Mateo Jaramillo: Yeah, that's right.

Stephen Lacey: And, that company you referenced was Gaia Power Technologies, right? You were CEO over there for almost five years and they were doing behind-the-meter storage energy management as early as 2002?

Mateo Jaramillo: Yeah, 2003 really, 2003, 2004, the first projects that we did were done under basically projects through NYSERDA, so we got grants from NYSERDA to do behind-the-meter demand reduction. We had three stores, three Starbucks in Manhattan, the W Hotel, a couple other places, and we were using lead-acid batteries and Xantrex inverters and Fluke meters, and you know, it was all very kludgy and wires running all over the basement of Starbucks. But, it worked, and you know that was sort of the first indication that you could actually make batteries pencil in the real world, at least if you assume some reliability of the equipment, which we didn't have. So yeah, that's how it got started. A lot of credit to NYSERDA first for being forward-thinking and supporting those kinds of programs at the time.

We were also doing grid edge stuff, so we had a project with Delaware County Co-Op, which is an upstate county in New York, and that was using a Plug Power fuel cell combined with a battery system to improve grid edge…voltage and frequency issues that one of these small, rural communities was having.

Again, but for the reliability of the fuel cell, that project was at least pointed in the right direction.

Shayle Kann: To what do you ascribe the sort of slow growth of energy storage given that you were doing projects that with some NYSERDA funding penciled in, what did you say 2003, 2004? So we're like 14 years on and only in the past couple of years have you started to see the market really pick up, and even there, it's thanks to state-level incentives in other states.
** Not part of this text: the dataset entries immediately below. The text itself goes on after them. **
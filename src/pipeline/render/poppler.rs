//! S2: poppler's `pdftoppm`.
//!
//! Renders every page to PNG at a fixed density and target size, then hands
//! the files to the visitor in page order.

use super::{tools, visit_files, PageVisitor, RenderStats, Renderer};
use crate::config::{ExtractionConfig, StrategyKind};
use crate::error::RenderError;
use crate::pipeline::artifacts::ArtifactDir;
use crate::pipeline::input::ExtractionRequest;
use std::ffi::OsString;
use std::path::{Path, PathBuf};
use tracing::info;

const BACKEND: &str = "pdftoppm";
const ENV_VAR: &str = "AADHAAR_QR_PDFTOPPM_PATH";

pub(crate) const DEFAULT_PREFIX: &str = "poppler-page";

/// S2 renderer.
#[derive(Debug, Clone)]
pub struct PopplerRenderer {
    density: u32,
    size: (u32, u32),
    binary: Option<PathBuf>,
    prefix: &'static str,
}

impl PopplerRenderer {
    pub fn new(density: u32, size: (u32, u32)) -> Self {
        Self {
            density,
            size,
            binary: None,
            prefix: DEFAULT_PREFIX,
        }
    }

    pub fn from_config(config: &ExtractionConfig) -> Self {
        Self {
            density: config.poppler_density,
            size: config.poppler_size,
            binary: config.tools.pdftoppm.clone(),
            prefix: DEFAULT_PREFIX,
        }
    }

    /// Use a different output file prefix, so that nested use (S4) never
    /// picks up pages left by another strategy.
    pub(crate) fn with_prefix(mut self, prefix: &'static str) -> Self {
        self.prefix = prefix;
        self
    }

    fn command_args(&self, request: &ExtractionRequest, out_root: &Path) -> Vec<OsString> {
        let (width, height) = self.size;
        let mut args = tools::args([
            "-png".to_string(),
            "-r".to_string(),
            self.density.to_string(),
            "-scale-to-x".to_string(),
            width.to_string(),
            "-scale-to-y".to_string(),
            height.to_string(),
        ]);
        if let Some(password) = request.password_opt() {
            args.extend(tools::args(["-upw", password]));
        }
        args.push(request.pdf_path().into());
        args.push(out_root.into());
        args
    }
}

impl Renderer for PopplerRenderer {
    fn kind(&self) -> StrategyKind {
        StrategyKind::Poppler
    }

    fn render(
        &self,
        request: &ExtractionRequest,
        artifacts: &ArtifactDir,
        on_page: &mut PageVisitor<'_>,
    ) -> Result<RenderStats, RenderError> {
        let program = tools::locate(BACKEND, self.binary.as_deref(), ENV_VAR, &["pdftoppm"])?;
        let out_root = artifacts.file(self.prefix);

        tools::run(
            BACKEND,
            &program,
            &self.command_args(request, &out_root),
            request.password(),
        )?;

        let files = artifacts.page_files(self.prefix, "png");
        info!("pdftoppm wrote {} page(s)", files.len());
        Ok(visit_files(files, on_page))
    }
}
I mean, you know, you could, if you try to compare it to solar, you had a bunch of early deployments in 2005 onward in California thanks to the California Solar Initiative and then it really started to build momentum I think pretty quickly, and storage seems like it's taken a longer time to get there.

Mateo Jaramillo: No, I definitely agree, and I would say you can attribute that to a number of different factors but the primary among them [was] the state incentive program from NYSERDA…not enduring. It was a one-off project, it's not like there was a pot of money that anybody could go after like you had under the CSI program for solar in California. And two, it was a very narrow geographic spot where that worked, Zone J in Manhattan, and those are pretty unique businesses and pretty unique operating environments there. You can't just…take what you learn there and immediately extrapolate to a much broader swath of the country.

And then three, the equipment at the time took a lot longer to…advance. I mean, at the time we were using lead acid batteries and you know, these were…deep cycle batteries, but there was really very little thought given to…[the] complete balance of the system, and the company I was at at the time was trying to do that thing, but it was a pretty small company and you know, we were trying to mix it in with backup power provision to residences and, you know, it just, it was a very, very small niche market at the time and some of these broader structures that solar benefited from were never really put in place for storage. Primarily, I would say, perhaps with justification because regulators and other…incentive drafters realized that the technology was pretty immature still.

I mean, there were no purpose-built inverters for this, there were no purpose-built batteries for this, and the markets were just sort of waiting for cost to come down. At the time, lithium-ion was far, far too expensive to use, and I think that that particular path was not even really viable. Certainly, nobody considered that it would be where it is today. From a technology perspective, it just wasn't there.

Shayle Kann: So then, how'd you end up at Tesla as director of powertrain development, and was stationary storage always a part of the plan of that group?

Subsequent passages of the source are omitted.